Strong Leasing Performance
That confidence is based in part on Vantage’s execution its Santa Clara campus, where it has leased nearly 25 megawatts of space in less than a year in one of the country’s most competitive markets for wholesale data center space.
Its first building, a 6 megawatt retrofitted facility known as V3, is fully leased to four tenants, including Mozilla Corp. Vantage then leased its entire V2 data center to a single tenant in a 9-megawatt lease that is one of the largest wholesale data center transactions.
Vantage has already leased 9 megawatts of space in V1, which is under construction. That includes a lease with Telx, which provides retail colocation and interconnection services.
“The Silicon Valley market remains one of the most competitive globally,” said Trout. “The addition of a retail partner in our Santa Clara campus allows us to maintain our leadership as a pure-play wholesale data center company, while offering current and future customers access to expanded capabilities through partners like Telx. Vantage will continue to lead by demonstrating how our industry can successfully grow without creating conflicts between retail and wholesale developers.”
Engagement and Customization
Vantage’s success has gotten the attention of its neighbors in Santa Clara. DuPont Fabros Technology recently lowered its rental assumptions for its Santa Clara facility,citing competition from “private equity players.” Vantage says its success in Santa Clara isn’t about pricing, but is driven by a process in which it engages early with prospects and customizes space to the tenant’s requirements.
“We took about half the total demand in Santa Clara,” said Greg Ness, the VP of Marketing for Vantage. “It raised eyebrows. If you’re using a real estate model, and you see all this leasing, you think it must be about pricing. We’re leasing buildings before they’re being built, rather than trying to fill existing space that’s available. We think the message from the marketplace is that collaboration and innovation are desired, but haven’t been available.”

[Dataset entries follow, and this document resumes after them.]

use std::future::IntoFuture;
use std::net::SocketAddr;

use axum::extract::{Path, State};
use axum::http::StatusCode;
use axum::response::IntoResponse;
use axum::routing::get;
use axum::{Json, Router};
use serde_json::{json, Value};
use tokio::net::TcpListener;

use crate::campaign::{Campaign, CampaignList};
use crate::shutdown::ShutdownSignal;

use super::health::health;
use super::{CampaignStore, StoreError};

/// Routes for the campaign store, rooted at `/campaigns`.
pub fn build_router(store: CampaignStore) -> Router {
    Router::new()
        .route("/health", get(health))
        .route("/campaigns", get(list_campaigns).post(create_campaign))
        .route(
            "/campaigns/{id}",
            get(get_campaign).put(update_campaign).delete(delete_campaign),
        )
        .with_state(store)
}

/// Run a store operation that may touch the data file off the async runtime.
async fn blocking<T, F>(store: CampaignStore, op: F) -> Result<T, StoreError>
where
    F: FnOnce(&CampaignStore) -> Result<T, StoreError> + Send + 'static,
    T: Send + 'static,
{
    tokio::task::spawn_blocking(move || op(&store))
        .await
        .map_err(|e| StoreError::Internal(e.to_string()))?
}

async fn list_campaigns(State(store): State<CampaignStore>) -> Json<CampaignList> {
    Json(CampaignList {
        campaigns: store.list(),
    })
}

async fn get_campaign(
    State(store): State<CampaignStore>,
    Path(id): Path<String>,
) -> Result<Json<Campaign>, StoreError> {
    store.get(&id).map(Json)
}

async fn create_campaign(
    State(store): State<CampaignStore>,
    Json(body): Json<Value>,
) -> Result<impl IntoResponse, StoreError> {
    let campaign: Campaign =
        serde_json::from_value(body).map_err(|e| StoreError::InvalidCampaign(e.to_string()))?;
    let created = blocking(store, move |s| s.create(campaign)).await?;
    Ok((StatusCode::CREATED, Json(created)))
}

async fn update_campaign(
    State(store): State<CampaignStore>,
    Path(id): Path<String>,
    Json(patch): Json<Value>,
) -> Result<Json<Campaign>, StoreError> {
    blocking(store, move |s| s.update(&id, patch)).await.map(Json)
}

async fn delete_campaign(
    State(store): State<CampaignStore>,
    Path(id): Path<String>,
) -> Result<Json<Value>, StoreError> {
    let removed = blocking(store, move |s| s.delete(&id)).await?;
    Ok(Json(json!({
        "message": format!("Campaign '{}' deleted", removed.id),
        "campaign": removed,
    })))
}

pub struct StoreServer {
    pub addr: SocketAddr,
    /// Populated by bind(), consumed by run().
    listener: Option<TcpListener>,
    store: CampaignStore,
    shutdown: ShutdownSignal,
}

impl StoreServer {
    pub fn new(store: CampaignStore) -> Self {
        Self {
            addr: SocketAddr::from(([127, 0, 0, 1], 0)), // Will be determined at bind time
            listener: None,
            store,
            shutdown: ShutdownSignal::new(),
        }
    }

    /// Bind to `bind_addr` and return the actual address (useful with port 0).
    pub async fn bind(&mut self, bind_addr: &str) -> Result<SocketAddr, Box<dyn std::error::Error>> {
        let addr: SocketAddr = bind_addr
            .parse()
            .map_err(|e| format!("Invalid bind address '{}': {}", bind_addr, e))?;
        let listener = TcpListener::bind(addr).await?;
        let actual_addr = listener.local_addr()?;
        self.addr = actual_addr;
        self.listener = Some(listener);
        tracing::info!("Campaign store bound to {}", actual_addr);
        Ok(actual_addr)
    }

    pub fn store(&self) -> CampaignStore {
        self.store.clone()
    }

    /// Handle that stops `run` gracefully when signalled.
    pub fn shutdown_handle(&self) -> ShutdownSignal {
        self.shutdown.clone()
    }

    /// Serve until the shutdown handle is signalled.
    ///
    /// Consumes self to take ownership of the pre-bound listener.
    pub async fn run(self) -> Result<(), Box<dyn std::error::Error>> {
        let listener = self
            .listener
            .ok_or("bind() must be called before run()")?;

        tracing::info!("Starting campaign store on {}", self.addr);

        let app = build_router(self.store.clone());
        let shutdown = self.shutdown.clone();
        axum::serve(listener, app)
            .with_graceful_shutdown(async move {
                shutdown.wait().await;
            })
            .into_future()
            .await?;

        tracing::info!("Campaign store shut down");
        Ok(())
    }
}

That approach worked for Telx, which shopped multiple options for wholesale space in Santa Clara before signing a lease for 5.7 megawatts at V1, where its space is being designed to support customer power densities up to 400 watts per square foot.
“Vantage’s customized approach was a key factor in our decision to expand into their Santa Clara location,” said Eric Shepcaro, CEO of Telx. “With Vantage, we are able to accommodate our Silicon Valley customers as well as develop a space that meets our specific needs.”
Building out V1, Quincy
Two other companies have signed leases for space under construction at V1, a 198,000 square foot building with 13 megawatts of space remaining. Vantage says it has “a robust pipeline of customers expected to occupy the remainder of the facility months ahead of schedule.”
Vantage has also announced plans for a 63-acre campus in Quincy, Washington, with a first phase of 6 megawatts that has already been leased to a large enterprise.
Ness says that Vantage’s focus on collaborative design is a sign of things to come for the wholesale data center market.
“There’s a lot of factors that can make the wholesale space attracted to the enterprise customer,” said Ness. “When you get above 1 megawatt of power, the ability to customize (data center design) becomes materially important. I think it’s a sustainable competitive advantage, but we’d be foolish not to think the industry will move in this direction.”